Instructions to follow:
Looking at the listing below, how many lines include "AcceptedResponse"? Answer with the number only.

Provided entries:
☆ ☆ ☆

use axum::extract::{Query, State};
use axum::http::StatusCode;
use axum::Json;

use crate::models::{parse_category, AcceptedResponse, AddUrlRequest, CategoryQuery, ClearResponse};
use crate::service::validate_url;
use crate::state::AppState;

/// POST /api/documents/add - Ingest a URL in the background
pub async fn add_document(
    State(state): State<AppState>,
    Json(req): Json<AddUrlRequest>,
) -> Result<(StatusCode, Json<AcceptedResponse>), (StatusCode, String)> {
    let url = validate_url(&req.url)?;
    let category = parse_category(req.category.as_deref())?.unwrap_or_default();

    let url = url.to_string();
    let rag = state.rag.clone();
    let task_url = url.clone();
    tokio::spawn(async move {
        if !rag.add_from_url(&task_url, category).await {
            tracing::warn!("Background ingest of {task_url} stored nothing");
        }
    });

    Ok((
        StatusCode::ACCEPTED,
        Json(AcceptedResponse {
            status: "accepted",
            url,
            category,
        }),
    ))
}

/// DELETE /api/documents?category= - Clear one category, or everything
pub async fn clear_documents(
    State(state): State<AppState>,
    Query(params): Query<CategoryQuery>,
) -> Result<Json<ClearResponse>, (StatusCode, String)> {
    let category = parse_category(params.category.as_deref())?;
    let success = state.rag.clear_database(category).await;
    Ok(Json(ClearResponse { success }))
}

☆ ☆ ☆

Expected answer:
3